Web monoculture is well and truly alive when Google cannot be bothered to make a full-featured cross-browser mobile search page. From a report: It has been over five years since Firefox really turned a corner and started to morph from its bloated memory-munching ways into the lightning-quick browser it is today. Buried in Mozilla's issue tracker is a bug that kicked off in February 2014, and is yet to be resolved: Have Google treat Firefox for Android as a first-class citizen and serve up comparable content to what the search giant hands Chrome and Safari. After years of requests, meetings, and to and fro, it has hit a point where the developers of Firefox are experimenting by manipulating the user agent string in its nightly development builds to trick Google into thinking that Firefox Mobile is a Chrome browser. Not only does Google's search page degrade for Firefox on Android, but some new properties like Google Flights have occasionally taken to outright blocking of the browser.
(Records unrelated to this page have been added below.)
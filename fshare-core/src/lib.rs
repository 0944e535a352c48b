// fshare-core/src/lib.rs

pub mod build;
pub mod detect;
pub mod install;
pub mod pipeline;
pub mod script;
pub mod system;
pub mod uninstall;
pub mod workspace;

// Re-export key types for easier use by the CLI crate
pub use build::toolchain::{HostToolchain, Invocation, ToolStatus, Toolchain};
pub use pipeline::{GetOptions, GetOutcome, Pipeline};
pub use system::{HostFs, SystemFs};
pub use uninstall::{PathState, RemovalReport};
pub use workspace::Workspace;
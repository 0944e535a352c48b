// fshare-common/src/model/artifact.rs
use std::path::PathBuf;

/// The single file produced by a build.
#[derive(Debug, Clone, PartialEq, Eq)]
pub struct Artifact {
    pub path: PathBuf,
}

impl Artifact {
    pub fn new(path: impl Into<PathBuf>) -> Self {
        Self { path: path.into() }
    }

    pub fn file_name(&self) -> Option<&str> {
        self.path.file_name().and_then(|n| n.to_str())
    }
}

/// Where packages are installed: executables go into `bin_dir`, and every
/// package gets a mirror directory under `share_dir`.
#[derive(Debug, Clone, PartialEq, Eq)]
pub struct InstallLayout {
    pub bin_dir: PathBuf,
    pub share_dir: PathBuf,
}

impl InstallLayout {
    pub fn new(bin_dir: impl Into<PathBuf>, share_dir: impl Into<PathBuf>) -> Self {
        Self {
            bin_dir: bin_dir.into(),
            share_dir: share_dir.into(),
        }
    }

    pub fn binary_path(&self, file_name: &str) -> PathBuf {
        self.bin_dir.join(file_name)
    }

    pub fn package_dir(&self, package: &str) -> PathBuf {
        self.share_dir.join(package)
    }
}

/// An installed package. Nothing is recorded besides the files themselves.
#[derive(Debug, Clone, PartialEq, Eq)]
pub struct InstalledPackage {
    pub name: String,
    pub binary: PathBuf,
    pub package_dir: PathBuf,
    pub mirrored: PathBuf,
}
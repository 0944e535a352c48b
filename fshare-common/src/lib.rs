// fshare-common/src/lib.rs
pub mod config;
pub mod error;
pub mod model;

// Re-export key types
pub use config::Config;
pub use error::{FshareError, Result};
pub use model::{
    Artifact, BuildStrategy, CandidateFile, InstallLayout, InstalledPackage, PackageName, RepoRef,
};
// fshare-net/src/validation.rs
use fshare_common::error::{FshareError, Result};
use url::Url;

/// Parses a base URL and makes sure it is something reqwest can fetch.
pub fn validate_url(url_str: &str) -> Result<Url> {
    let url = Url::parse(url_str)
        .map_err(|e| FshareError::Config(format!("Failed to parse URL '{url_str}': {e}")))?;
    match url.scheme() {
        "https" | "http" => Ok(url),
        other => Err(FshareError::ValidationError(format!(
            "Invalid URL scheme for '{url_str}': must be http or https, but got '{other}'"
        ))),
    }
}
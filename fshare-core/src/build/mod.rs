// ===== fshare-core/src/build/mod.rs =====
// Turns a detected strategy into toolchain invocations and an artifact path.

use std::env;
use std::path::PathBuf;

use fshare_common::error::Result;
use fshare_common::model::{Artifact, BuildStrategy, NativeLanguage, PackageName};
use tracing::{info, warn};

use crate::workspace::Workspace;

pub mod toolchain;

use toolchain::{run_checked, Invocation, Toolchain};

/// What a strategy runs and which file it is expected to leave behind.
#[derive(Debug, Clone, PartialEq, Eq)]
pub struct BuildPlan {
    pub steps: Vec<Invocation>,
    pub artifact: Option<PathBuf>,
}

pub fn plan(strategy: BuildStrategy, workspace: &Workspace, package: &PackageName) -> BuildPlan {
    let cwd = workspace.path();
    let name = package.as_str();
    match strategy {
        BuildStrategy::Python => BuildPlan {
            steps: vec![
                Invocation::new("pip", cwd).args(["install", "pyinstaller"]),
                Invocation::new("pyinstaller", cwd).args([
                    "--onefile",
                    "--name",
                    name,
                    "main.py",
                ]),
            ],
            artifact: Some(workspace.join("dist").join(name)),
        },
        BuildStrategy::Go => BuildPlan {
            steps: vec![Invocation::new("go", cwd).args(["build", "-o", name, "main.go"])],
            artifact: Some(workspace.join(name)),
        },
        BuildStrategy::Native(lang) => {
            let source = match lang {
                NativeLanguage::Cpp => "main.cpp",
                NativeLanguage::C => "main.c",
            };
            BuildPlan {
                steps: vec![Invocation::new(native_compiler(lang), cwd).args([source, "-o", name])],
                artifact: Some(workspace.join(name)),
            }
        }
        BuildStrategy::Makefile => BuildPlan {
            steps: vec![Invocation::new("make", cwd)],
            artifact: None,
        },
        BuildStrategy::Unknown => BuildPlan {
            steps: Vec::new(),
            artifact: None,
        },
    }
}

/// `CXX`/`CC` override the default compilers.
fn native_compiler(lang: NativeLanguage) -> String {
    let (var, default) = match lang {
        NativeLanguage::Cpp => ("CXX", "g++"),
        NativeLanguage::C => ("CC", "cc"),
    };
    env::var(var)
        .ok()
        .filter(|s| !s.trim().is_empty())
        .unwrap_or_else(|| default.to_string())
}

/// Runs every step of the strategy's plan. Any failing step aborts with
/// `ToolchainFailure`. Returns the artifact when the strategy has one and it
/// exists afterwards.
pub async fn build<T>(
    toolchain: &T,
    workspace: &Workspace,
    strategy: BuildStrategy,
    package: &PackageName,
) -> Result<Option<Artifact>>
where
    T: Toolchain + ?Sized,
{
    let plan = plan(strategy, workspace, package);
    if plan.steps.is_empty() {
        warn!(
            "No known entry point found in {}. Inspect it manually or fetch with --no-unzip.",
            workspace.path().display()
        );
        return Ok(None);
    }

    info!("Building {} with {} ...", package, strategy);
    for step in &plan.steps {
        info!("Running {}", step);
        run_checked(toolchain, step).await?;
    }

    match plan.artifact {
        Some(path) if path.is_file() => Ok(Some(Artifact::new(path))),
        Some(path) => {
            warn!(
                "Build succeeded but output binary not found at {}",
                path.display()
            );
            Ok(None)
        }
        None => {
            info!("{} strategy leaves installation to the build itself", strategy);
            Ok(None)
        }
    }
}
23 of 319 comments (clear)

  1. Anti-Trust by Anonymous Coward · · Score: 5, Insightful

    Sounds like a good case for an anti-trust suit.

  2. Reigniting the browser wars by CaptQuark · · Score: 4, Interesting

    I thought the days of delivering different content depending on the brand of browser was over. I guess some companies still think it is OK to provide different content to different platforms.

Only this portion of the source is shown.